(About this task): In the entries that follow, copy exactly each line from the first through the line with "use std::pin::Pin;".

(Provided entries):
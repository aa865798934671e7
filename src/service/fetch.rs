//! Relation hydration bounded by a [`FetchPolicy`].

use crate::config::{RelationKind, SchemaRegistry, TableDescriptor};
use crate::entity::{Entity, FetchPolicy, Related};
use crate::error::AppError;
use crate::store::{LinkJoin, Record, Store};
use serde_json::Value;
use std::future::Future;
use std::pin::Pin;
use std::sync::Arc;

type Hydrating<'s> = Pin<Box<dyn Future<Output = Result<Entity, AppError>> + Send + 's>>;

pub struct FetchEngine<'a> {
    store: &'a dyn Store,
    registry: &'a SchemaRegistry,
}

impl<'a> FetchEngine<'a> {
    pub fn new(store: &'a dyn Store, registry: &'a SchemaRegistry) -> Self {
        FetchEngine { store, registry }
    }

    /// Hydrate the relations of `entity` that `policy` asks for, recursively.
    pub async fn fetch(&self, entity: Entity, policy: &FetchPolicy) -> Result<Entity, AppError> {
        self.hydrate(entity, policy).await
    }

    fn hydrate<'s>(&'s self, mut entity: Entity, policy: &'s FetchPolicy) -> Hydrating<'s> {
        Box::pin(async move {
            if policy.is_nothing() {
                return Ok(entity);
            }
            let table = Arc::clone(entity.table());
            for (field, relation) in table.relation_fields() {
                match relation {
                    RelationKind::OneToOne {
                        table: target,
                        field: target_field,
                        alias,
                    } => {
                        // Only aliased bindings have a slot to hydrate into.
                        let Some(alias) = alias else { continue };
                        let Some(nested) = policy.for_relation(alias) else {
                            continue;
                        };
                        let value = entity.get(&field.name).cloned().unwrap_or(Value::Null);
                        let related = if value.is_null() {
                            None
                        } else {
                            let target_desc = Arc::clone(self.registry.require(target)?);
                            match self.store.find_by_predicate(target, target_field, &value).await? {
                                Some(record) => Some(Box::new(
                                    self.hydrate(Entity::new(target_desc, record), nested).await?,
                                )),
                                None => None,
                            }
                        };
                        entity.set_related(alias, Related::One(related));
                    }
                    RelationKind::OneToMany {
                        table: target,
                        field: join,
                    } => {
                        let Some(nested) = policy.for_relation(&field.name) else {
                            continue;
                        };
                        let Some(key) = entity.primary_value().cloned() else {
                            continue;
                        };
                        let target_desc = Arc::clone(self.registry.require(target)?);
                        let rows = self.store.find_all_by_predicate(target, join, &key).await?;
                        let children = self.hydrate_all(&target_desc, rows, nested).await?;
                        entity.set_related(&field.name, Related::Many(children));
                    }
                    RelationKind::ManyToMany {
                        table: target,
                        field: target_field,
                        link,
                    } => {
                        let Some(nested) = policy.for_relation(&field.name) else {
                            continue;
                        };
                        let Some(key) = entity.primary_value().cloned() else {
                            continue;
                        };
                        let target_desc = Arc::clone(self.registry.require(target)?);
                        let join = LinkJoin {
                            link_table: &link.table,
                            target_table: target,
                            source_column: &link.source_column,
                            target_column: &link.target_column,
                            target_field: self.registry.target_join_field(target, target_field.as_ref())?,
                        };
                        let rows = self.store.join_select(&join, &key).await?;
                        let children = self.hydrate_all(&target_desc, rows, nested).await?;
                        entity.set_related(&field.name, Related::Many(children));
                    }
                }
            }
            Ok(entity)
        })
    }

    async fn hydrate_all(
        &self,
        table: &Arc<TableDescriptor>,
        rows: Vec<Record>,
        policy: &FetchPolicy,
    ) -> Result<Vec<Entity>, AppError> {
        let mut out = Vec::with_capacity(rows.len());
        for row in rows {
            out.push(self.hydrate(Entity::new(Arc::clone(table), row), policy).await?);
        }
        Ok(out)
    }
}

#[cfg(test)]
mod tests {
    use super::*;
    use crate::config::load_from_str;
    use crate::store::MemoryStore;
    use serde_json::json;

    fn blog() -> SchemaRegistry {
        let load = load_from_str(
            &json!({ "tables": {
                "companies": { "fields": { "id": "increments", "name": "string" } },
                "users": { "fields": {
                    "id": "increments",
                    "name": "string",
                    "company_id": "integer|nullable|one-to-one:companies:id|as:company"
                } },
                "posts": { "fields": {
                    "id": "increments",
                    "title": "string",
                    "author_id": "integer|nullable|one-to-one:users:id|as:author",
                    "comments": "one-to-many:comments:post_id",
                    "tags": "many-to-many:tags"
                } },
                "comments": { "fields": { "id": "increments", "post_id": "integer", "body": "text" } },
                "tags": { "fields": { "id": "increments", "label": "string" } }
            } })
            .to_string(),
        )
        .unwrap();
        assert!(load.is_clean(), "{:?}", load.failures);
        load.registry
    }

    fn rec(v: Value) -> Record {
        match v {
            Value::Object(m) => m,
            _ => Record::new(),
        }
    }

    fn seeded() -> MemoryStore {
        let store = MemoryStore::new();
        store.seed("companies", [rec(json!({ "id": 1, "name": "acme" }))]).unwrap();
        store
            .seed("users", [rec(json!({ "id": 1, "name": "ann", "company_id": 1 }))])
            .unwrap();
        store
            .seed(
                "posts",
                [
                    rec(json!({ "id": 1, "title": "hello", "author_id": 1 })),
                    rec(json!({ "id": 2, "title": "orphan", "author_id": null })),
                ],
            )
            .unwrap();
        store
            .seed(
                "comments",
                [
                    rec(json!({ "id": 1, "post_id": 1, "body": "first" })),
                    rec(json!({ "id": 2, "post_id": 1, "body": "second" })),
                    rec(json!({ "id": 3, "post_id": 2, "body": "elsewhere" })),
                ],
            )
            .unwrap();
        store.seed("tags", [rec(json!({ "id": 5, "label": "rust" }))]).unwrap();
        store
            .seed("posts_tags_link", [rec(json!({ "posts_id": 1, "tags_id": 5 }))])
            .unwrap();
        store
    }

    fn post(registry: &SchemaRegistry, store: &MemoryStore, id: i64) -> Entity {
        let row = store
            .rows("posts")
            .into_iter()
            .find(|r| r["id"] == json!(id))
            .unwrap();
        Entity::new(Arc::clone(registry.get("posts").unwrap()), row)
    }

    #[tokio::test]
    async fn nothing_leaves_relations_unhydrated() {
        let registry = blog();
        let store = seeded();
        let engine = FetchEngine::new(&store, &registry);
        let entity = engine.fetch(post(&registry, &store, 1), &FetchPolicy::Nothing).await.unwrap();
        assert_eq!(entity.hydrated_count(), 0);
    }

    #[tokio::test]
    async fn everything_hydrates_one_level() {
        let registry = blog();
        let store = seeded();
        let engine = FetchEngine::new(&store, &registry);
        let entity = engine.fetch(post(&registry, &store, 1), &FetchPolicy::Everything).await.unwrap();

        let Some(Related::One(Some(author))) = entity.related("author") else {
            panic!("author not hydrated");
        };
        assert_eq!(author.get("name"), Some(&json!("ann")));
        assert!(!author.is_hydrated("company"));

        let Some(Related::Many(comments)) = entity.related("comments") else {
            panic!("comments not hydrated");
        };
        assert_eq!(comments.len(), 2);

        let Some(Related::Many(tags)) = entity.related("tags") else {
            panic!("tags not hydrated");
        };
        assert_eq!(tags[0].get("label"), Some(&json!("rust")));
    }

    #[tokio::test]
    async fn named_field_goes_no_deeper() {
        let registry = blog();
        let store = seeded();
        let engine = FetchEngine::new(&store, &registry);
        let entity = engine
            .fetch(post(&registry, &store, 1), &FetchPolicy::only("author"))
            .await
            .unwrap();
        assert_eq!(entity.hydrated_count(), 1);
        let Some(Related::One(Some(author))) = entity.related("author") else {
            panic!("author not hydrated");
        };
        assert_eq!(author.hydrated_count(), 0);
    }

    #[tokio::test]
    async fn nested_policy_goes_deeper() {
        let registry = blog();
        let store = seeded();
        let engine = FetchEngine::new(&store, &registry);
        let policy = FetchPolicy::from_json(&json!({ "author": { "company": true } }));
        let entity = engine.fetch(post(&registry, &store, 1), &policy).await.unwrap();
        let Some(Related::One(Some(author))) = entity.related("author") else {
            panic!("author not hydrated");
        };
        let Some(Related::One(Some(company))) = author.related("company") else {
            panic!("company not hydrated");
        };
        assert_eq!(company.get("name"), Some(&json!("acme")));
    }

    #[tokio::test]
    async fn null_foreign_value_is_absent() {
        let registry = blog();
        let store = seeded();
        let engine = FetchEngine::new(&store, &registry);
        let entity = engine.fetch(post(&registry, &store, 2), &FetchPolicy::Everything).await.unwrap();
        assert_eq!(entity.related("author"), Some(&Related::One(None)));
        let Some(Related::Many(comments)) = entity.related("comments") else {
            panic!("comments not hydrated");
        };
        assert_eq!(comments.len(), 1);
    }
}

(Problem solution):
repository aa865798934671e7
filename src/service/fetch.rs
//! Relation hydration bounded by a [`FetchPolicy`].

use crate::config::{RelationKind, SchemaRegistry, TableDescriptor};
use crate::entity::{Entity, FetchPolicy, Related};
use crate::error::AppError;
use crate::store::{LinkJoin, Record, Store};
use serde_json::Value;
use std::future::Future;
use std::pin::Pin;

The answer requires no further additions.